▸ What to do
Using the listing below, return every line that includes "budget".

▸ Extracted material

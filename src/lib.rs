#![forbid(unsafe_code)]

//! mediaqueue keeps a count- or size-bounded "active" directory filled from
//! an unbounded "offload" directory.
//!
//! Each run is a single reconciliation pass:
//! 1. **Scan** both roots, skipping hidden and partially written files
//! 2. **Plan** which files stay, which are pushed out and which are pulled in
//! 3. **Execute** the moves (rename, or copy + fsync + delete across filesystems)
//!
//! # Library usage
//!
//! Use the [`prelude`] for convenient access to the most common types:
//!
//! ```rust,no_run
//! use mediaqueue::prelude::*;
//! use std::path::Path;
//!
//! let budget = Budget::new(Some(5), None)?;
//! let report = reconcile(Path::new("/media/active"), Path::new("/media/offload"), budget)?;
//! println!("{} files pulled in", report.activated.len());
//! # Ok::<(), MqError>(())
//! ```
//!
//! Individual modules can also be imported directly:
//!
//! ```rust,no_run
//! use mediaqueue::core::config::Config;
//! use mediaqueue::queue::planner::plan_flat;
//! ```

pub mod prelude;

pub mod core;
pub mod logger;
pub mod queue;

▸ Your response
//! let budget = Budget::new(Some(5), None)?;
//! let report = reconcile(Path::new("/media/active"), Path::new("/media/offload"), budget)?;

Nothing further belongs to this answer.